START Supplied data

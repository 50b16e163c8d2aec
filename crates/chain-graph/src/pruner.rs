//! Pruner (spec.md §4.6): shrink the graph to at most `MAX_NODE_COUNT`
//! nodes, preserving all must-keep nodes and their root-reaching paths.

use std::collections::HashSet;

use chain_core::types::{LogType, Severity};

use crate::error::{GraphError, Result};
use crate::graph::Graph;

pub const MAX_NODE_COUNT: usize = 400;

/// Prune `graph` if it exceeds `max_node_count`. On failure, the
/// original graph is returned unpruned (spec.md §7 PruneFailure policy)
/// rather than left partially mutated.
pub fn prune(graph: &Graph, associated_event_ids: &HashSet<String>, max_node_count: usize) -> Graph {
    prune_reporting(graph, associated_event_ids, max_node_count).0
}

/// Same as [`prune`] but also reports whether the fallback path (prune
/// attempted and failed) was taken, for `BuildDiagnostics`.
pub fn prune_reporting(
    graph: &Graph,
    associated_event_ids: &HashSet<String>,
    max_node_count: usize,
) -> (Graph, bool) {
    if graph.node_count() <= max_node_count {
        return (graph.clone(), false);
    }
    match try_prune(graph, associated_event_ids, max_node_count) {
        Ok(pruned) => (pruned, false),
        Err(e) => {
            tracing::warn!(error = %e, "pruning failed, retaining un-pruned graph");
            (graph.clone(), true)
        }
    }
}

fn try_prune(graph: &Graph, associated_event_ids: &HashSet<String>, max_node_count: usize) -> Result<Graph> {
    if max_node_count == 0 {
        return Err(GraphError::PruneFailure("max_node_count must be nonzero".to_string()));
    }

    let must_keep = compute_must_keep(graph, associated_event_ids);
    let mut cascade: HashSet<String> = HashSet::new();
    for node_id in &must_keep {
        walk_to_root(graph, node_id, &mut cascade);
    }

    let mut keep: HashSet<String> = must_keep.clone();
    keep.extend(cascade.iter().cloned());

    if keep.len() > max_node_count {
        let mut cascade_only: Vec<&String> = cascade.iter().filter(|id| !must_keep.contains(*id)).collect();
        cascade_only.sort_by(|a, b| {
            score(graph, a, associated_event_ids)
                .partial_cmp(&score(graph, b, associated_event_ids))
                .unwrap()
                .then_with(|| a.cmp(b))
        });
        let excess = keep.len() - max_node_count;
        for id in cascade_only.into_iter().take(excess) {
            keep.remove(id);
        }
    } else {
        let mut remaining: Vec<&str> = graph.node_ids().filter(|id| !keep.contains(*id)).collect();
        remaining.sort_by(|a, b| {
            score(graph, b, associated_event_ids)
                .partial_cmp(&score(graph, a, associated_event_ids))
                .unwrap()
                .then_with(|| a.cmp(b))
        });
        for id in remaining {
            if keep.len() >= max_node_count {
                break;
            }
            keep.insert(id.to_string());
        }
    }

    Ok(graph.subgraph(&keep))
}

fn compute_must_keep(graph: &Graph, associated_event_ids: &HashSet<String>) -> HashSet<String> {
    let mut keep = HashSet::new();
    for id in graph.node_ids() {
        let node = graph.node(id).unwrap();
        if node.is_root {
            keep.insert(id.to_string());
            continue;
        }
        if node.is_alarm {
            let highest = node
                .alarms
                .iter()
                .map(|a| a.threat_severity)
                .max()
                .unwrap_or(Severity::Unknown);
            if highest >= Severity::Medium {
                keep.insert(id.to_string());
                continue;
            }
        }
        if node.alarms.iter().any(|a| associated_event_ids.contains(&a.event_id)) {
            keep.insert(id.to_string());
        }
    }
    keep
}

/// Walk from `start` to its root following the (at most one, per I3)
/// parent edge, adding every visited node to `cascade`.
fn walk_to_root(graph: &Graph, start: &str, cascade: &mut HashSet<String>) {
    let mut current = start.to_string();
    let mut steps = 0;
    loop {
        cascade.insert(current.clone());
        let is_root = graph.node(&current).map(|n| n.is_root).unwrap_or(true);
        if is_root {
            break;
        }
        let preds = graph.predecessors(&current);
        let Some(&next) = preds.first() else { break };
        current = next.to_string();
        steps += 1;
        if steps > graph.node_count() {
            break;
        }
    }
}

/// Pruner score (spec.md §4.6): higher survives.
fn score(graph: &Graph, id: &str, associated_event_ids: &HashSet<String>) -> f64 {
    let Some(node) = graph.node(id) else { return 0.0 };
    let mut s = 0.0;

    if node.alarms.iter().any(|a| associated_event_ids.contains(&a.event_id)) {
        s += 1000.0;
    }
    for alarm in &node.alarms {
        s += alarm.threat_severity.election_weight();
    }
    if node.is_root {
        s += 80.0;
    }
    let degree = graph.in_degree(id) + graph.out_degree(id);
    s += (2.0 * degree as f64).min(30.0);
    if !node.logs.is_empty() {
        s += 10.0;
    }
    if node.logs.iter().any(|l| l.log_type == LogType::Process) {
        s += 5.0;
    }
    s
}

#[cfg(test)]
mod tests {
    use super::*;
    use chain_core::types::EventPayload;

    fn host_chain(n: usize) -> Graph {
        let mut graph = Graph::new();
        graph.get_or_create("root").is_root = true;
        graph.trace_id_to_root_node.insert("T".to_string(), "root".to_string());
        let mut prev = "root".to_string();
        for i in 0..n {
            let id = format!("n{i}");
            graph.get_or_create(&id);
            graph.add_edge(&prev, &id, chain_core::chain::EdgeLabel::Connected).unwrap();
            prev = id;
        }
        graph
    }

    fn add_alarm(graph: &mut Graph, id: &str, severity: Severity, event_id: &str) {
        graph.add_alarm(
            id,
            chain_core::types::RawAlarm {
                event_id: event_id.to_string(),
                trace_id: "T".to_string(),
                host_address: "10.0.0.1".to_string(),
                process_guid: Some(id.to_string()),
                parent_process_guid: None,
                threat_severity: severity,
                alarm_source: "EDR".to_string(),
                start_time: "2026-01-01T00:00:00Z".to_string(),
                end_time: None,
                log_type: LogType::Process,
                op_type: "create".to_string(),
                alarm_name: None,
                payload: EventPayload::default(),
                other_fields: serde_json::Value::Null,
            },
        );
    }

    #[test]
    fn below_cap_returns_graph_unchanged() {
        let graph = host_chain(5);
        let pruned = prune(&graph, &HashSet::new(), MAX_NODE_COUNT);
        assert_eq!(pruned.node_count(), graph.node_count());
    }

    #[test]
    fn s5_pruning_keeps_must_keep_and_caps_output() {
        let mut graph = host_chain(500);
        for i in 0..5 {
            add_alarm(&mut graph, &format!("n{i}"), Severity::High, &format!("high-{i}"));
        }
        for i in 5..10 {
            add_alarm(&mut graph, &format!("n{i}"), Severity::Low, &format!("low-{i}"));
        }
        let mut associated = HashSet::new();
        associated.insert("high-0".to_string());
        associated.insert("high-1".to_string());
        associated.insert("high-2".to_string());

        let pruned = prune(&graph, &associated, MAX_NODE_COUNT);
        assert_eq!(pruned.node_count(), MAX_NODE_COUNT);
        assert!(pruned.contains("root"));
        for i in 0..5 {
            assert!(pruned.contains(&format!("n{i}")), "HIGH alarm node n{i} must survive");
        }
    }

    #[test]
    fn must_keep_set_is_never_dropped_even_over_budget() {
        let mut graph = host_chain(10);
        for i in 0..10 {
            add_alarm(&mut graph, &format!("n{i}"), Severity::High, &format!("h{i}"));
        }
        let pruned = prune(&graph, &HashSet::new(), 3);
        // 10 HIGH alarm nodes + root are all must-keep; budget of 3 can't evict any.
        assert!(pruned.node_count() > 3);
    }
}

END Supplied data
START Supplied data

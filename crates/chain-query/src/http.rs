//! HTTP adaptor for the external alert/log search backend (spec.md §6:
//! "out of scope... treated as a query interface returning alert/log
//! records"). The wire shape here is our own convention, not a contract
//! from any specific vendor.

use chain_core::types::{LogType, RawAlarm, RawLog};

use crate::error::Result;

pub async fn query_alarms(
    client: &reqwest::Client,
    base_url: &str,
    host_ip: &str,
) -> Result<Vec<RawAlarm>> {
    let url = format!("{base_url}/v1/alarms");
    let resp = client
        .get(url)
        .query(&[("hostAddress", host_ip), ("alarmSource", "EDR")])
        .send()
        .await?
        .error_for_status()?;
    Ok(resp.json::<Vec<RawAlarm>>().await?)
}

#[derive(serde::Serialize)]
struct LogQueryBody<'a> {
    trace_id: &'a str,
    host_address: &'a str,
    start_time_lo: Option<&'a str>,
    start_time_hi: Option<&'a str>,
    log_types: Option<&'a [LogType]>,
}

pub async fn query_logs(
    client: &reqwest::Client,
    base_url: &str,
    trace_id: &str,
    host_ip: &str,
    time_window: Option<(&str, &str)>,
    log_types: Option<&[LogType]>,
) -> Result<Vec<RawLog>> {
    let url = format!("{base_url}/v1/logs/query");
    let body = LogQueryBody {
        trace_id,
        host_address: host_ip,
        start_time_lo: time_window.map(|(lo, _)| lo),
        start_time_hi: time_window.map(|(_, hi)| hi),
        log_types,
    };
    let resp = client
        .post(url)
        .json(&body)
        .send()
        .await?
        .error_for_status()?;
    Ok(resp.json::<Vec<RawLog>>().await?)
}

END Supplied data

[Task statement] Take the records above and return, word for word, only the lines that fall from the line with "let is_root = graph.node(&current).map(|n|" to the line with "if steps > graph.node_count()", both of them included.

[Completed task]
        let is_root = graph.node(&current).map(|n| n.is_root).unwrap_or(true);
        if is_root {
            break;
        }
        let preds = graph.predecessors(&current);
        let Some(&next) = preds.first() else { break };
        current = next.to_string();
        steps += 1;
        if steps > graph.node_count() {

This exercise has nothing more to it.